Obama's losses in the past week have been steady and disheartening, erasing all of the gains made by the Democratic convention, the 47% remarks, and the stupid declarations of Romney regarding the Egyptian embassy on 9/11.
The Obama campaign has hemorrhaged 31.3 electoral votes since last week, when Romney decisively bested the president. In a majority of the national tracking polls, Romney is currently either tied or leading (though not in swing state polls).
But tonight Biden probably turned that around. No sign is clearer than what the criticisms of the other side were. After the first debate, the impotent rage of Democrats, when not directed at Obama himself, was at Romney's demeanor, his interrupting of moderator Jim Lehrer, his hatred of Big Bird. That is, things that were procedural but not pertinent---insubstantial. This time? Republicans whine that Biden kept interrupting Ryan, that he was laughing and mugging for the camera, and that the moderator (an excellent Martha Raddatz) was biased. Playing the ref never looks good, no matter who does it.

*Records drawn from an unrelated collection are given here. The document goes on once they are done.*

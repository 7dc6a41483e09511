use serde::Deserialize;
use serde_json::Value;

use crate::config::SourceConfig;
use crate::error::SourceError;
use crate::oauth::TokenProvider;

const GRAPH_BASE: &str = "https://graph.microsoft.com/v1.0";

/// A worksheet entry as returned by the Graph worksheets collection.
#[derive(Debug, Clone, Deserialize)]
pub struct Worksheet {
    pub id: String,
    pub name: String,
    #[serde(default)]
    pub position: Option<i64>,
    #[serde(default)]
    pub visibility: Option<String>,
}

impl Worksheet {
    pub fn is_visible(&self) -> bool {
        matches!(self.visibility.as_deref(), Some("Visible"))
    }
}

/// A cell range as returned by `usedRange` or `range(address=...)`.
#[derive(Debug, Clone, Default, Deserialize)]
#[serde(rename_all = "camelCase")]
pub struct RangeData {
    #[serde(default)]
    pub address: Option<String>,
    #[serde(default)]
    pub row_count: u64,
    #[serde(default)]
    pub column_count: u64,
    #[serde(default)]
    pub values: Vec<Vec<Value>>,
}

#[derive(Debug, Deserialize)]
struct WorksheetList {
    #[serde(default)]
    value: Vec<Worksheet>,
}

/// Thin client over the Graph workbook endpoints. One instance per sync;
/// requests run sequentially over a shared connection pool.
pub struct GraphClient {
    http: reqwest::Client,
    tokens: TokenProvider,
    workbook_path: String,
}

impl GraphClient {
    pub fn new(config: &SourceConfig) -> Self {
        Self {
            http: reqwest::Client::new(),
            tokens: TokenProvider::new(config.credentials.clone()),
            workbook_path: config.workbook_path.clone(),
        }
    }

    pub fn workbook_path(&self) -> &str {
        &self.workbook_path
    }

    fn workbook_url(&self, suffix: &str) -> String {
        let encoded = encode_drive_path(&self.workbook_path);
        format!("{}/me/drive/root:/{}:/workbook/{}", GRAPH_BASE, encoded, suffix)
    }

    async fn get_json(
        &self,
        url: String,
    ) -> Result<(reqwest::StatusCode, Value), SourceError> {
        let token = self.tokens.access_token(&self.http).await?;
        let resp = self
            .http
            .get(url)
            .bearer_auth(token)
            .send()
            .await
            .map_err(SourceError::HttpRequest)?;
        let status = resp.status();
        let body = resp.json::<Value>().await.unwrap_or(Value::Null);
        Ok((status, body))
    }

    fn graph_error(status: reqwest::StatusCode, body: &Value) -> SourceError {
        SourceError::Graph {
            status: status.as_u16(),
            message: graph_error_message(body),
        }
    }

    /// Visible worksheets of the workbook, in workbook order. Hidden sheets
    /// never surface.
    pub async fn list_worksheets(&self) -> Result<Vec<Worksheet>, SourceError> {
        let url = self.workbook_url("worksheets");
        let (status, body) = self.get_json(url).await?;
        if !status.is_success() {
            return Err(SourceError::Workbook {
                path: self.workbook_path.clone(),
                message: format!("{} ({})", graph_error_message(&body), status.as_u16()),
            });
        }
        let list: WorksheetList = serde_json::from_value(body)?;
        Ok(list.value.into_iter().filter(|ws| ws.is_visible()).collect())
    }

    /// The worksheet's used range. A 404 means the worksheet has no cells
    /// and comes back as an empty range.
    pub async fn used_range(&self, worksheet_id: &str) -> Result<RangeData, SourceError> {
        let url = self.workbook_url(&format!(
            "worksheets/{}/usedRange",
            urlencoding::encode(worksheet_id)
        ));
        self.fetch_range(url).await
    }

    /// A specific cell range, e.g. `A2:F500`.
    pub async fn range(
        &self,
        worksheet_id: &str,
        address: &str,
    ) -> Result<RangeData, SourceError> {
        let url = self.workbook_url(&format!(
            "worksheets/{}/range(address='{}')",
            urlencoding::encode(worksheet_id),
            address
        ));
        self.fetch_range(url).await
    }

    async fn fetch_range(&self, url: String) -> Result<RangeData, SourceError> {
        let (status, body) = self.get_json(url).await?;
        if status == reqwest::StatusCode::NOT_FOUND {
            return Ok(RangeData::default());
        }
        if !status.is_success() {
            return Err(Self::graph_error(status, &body));
        }
        Ok(serde_json::from_value(body)?)
    }

    /// Connectivity probe: the workbook must resolve and contain at least
    /// one visible worksheet.
    pub async fn check(&self) -> Result<(), SourceError> {
        let worksheets = self.list_worksheets().await?;
        if worksheets.is_empty() {
            return Err(SourceError::Workbook {
                path: self.workbook_path.clone(),
                message: "no visible worksheets found in the workbook".to_string(),
            });
        }
        Ok(())
    }
}

fn graph_error_message(body: &Value) -> String {
    body.pointer("/error/message")
        .and_then(|m| m.as_str())
        .unwrap_or("unknown error")
        .to_string()
}

// Percent-encode each path segment, keeping the separators. Graph addresses
// drive items as `/root:/<path>:` and rejects raw spaces.
fn encode_drive_path(path: &str) -> String {
    path.trim_start_matches('/')
        .split('/')
        .map(|segment| urlencoding::encode(segment).into_owned())
        .collect::<Vec<_>>()
        .join("/")
}

#[cfg(test)]
mod tests {
    use super::*;
    use serde_json::json;

    #[test]
    fn encodes_drive_path_segments() {
        assert_eq!(encode_drive_path("/Orders.xlsx"), "Orders.xlsx");
        assert_eq!(
            encode_drive_path("/Shared/Team Files/Q4 Data.xlsx"),
            "Shared/Team%20Files/Q4%20Data.xlsx"
        );
    }

    #[test]
    fn parses_graph_range_payload() {
        let range: RangeData = serde_json::from_value(json!({
            "address": "Sheet1!A1:C3",
            "rowCount": 3,
            "columnCount": 3,
            "values": [["a", "b", "c"], [1, 2, 3], [null, null, null]]
        }))
        .unwrap();
        assert_eq!(range.row_count, 3);
        assert_eq!(range.column_count, 3);
        assert_eq!(range.values.len(), 3);
    }

    #[test]
    fn extracts_graph_error_message() {
        let body = json!({"error": {"code": "itemNotFound", "message": "The resource could not be found."}});
        assert_eq!(graph_error_message(&body), "The resource could not be found.");
        assert_eq!(graph_error_message(&Value::Null), "unknown error");
    }

    #[test]
    fn visibility_filter_only_accepts_visible() {
        let visible: Worksheet = serde_json::from_value(json!({
            "id": "{1}", "name": "Data", "visibility": "Visible"
        }))
        .unwrap();
        let hidden: Worksheet = serde_json::from_value(json!({
            "id": "{2}", "name": "Internals", "visibility": "Hidden"
        }))
        .unwrap();
        let unknown: Worksheet =
            serde_json::from_value(json!({ "id": "{3}", "name": "NoFlag" })).unwrap();
        assert!(visible.is_visible());
        assert!(!hidden.is_visible());
        assert!(!unknown.is_visible());
    }
}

What does winning mean in this case? Conventional wisdom, which I do not disagree with, is that Biden needed a good and tenacious showing to prove to supporters that Obama "gets it", that he knows he needs to get his shit together and prepare properly for debates. The onus is still on him to pull this out in the final stretch, but it appears that the campaign knows that the winning arguments are going to be about the 47%, a vigorous debunking of the claim that Obama raided Medicare, and a full-throated announcement that Romney has no details because he has no positions.
Other thoughts:
- A trending search-word during the debate on Google: conflating. Voters don't know that word?
- I really hope this ends the discussion of the politics of Big Bird until at least the next midterm elections.
- Martha Raddatz was outstanding, but maybe only in contrast. I'm not sure she's any better than a moderator ought to be.
- Ryan started talking about contraception during a very specific answer that was supposed to be about abortion. I don't see these as being linked, but what do I know?
- The photos released today of Paul Ryan working out were fucking weird.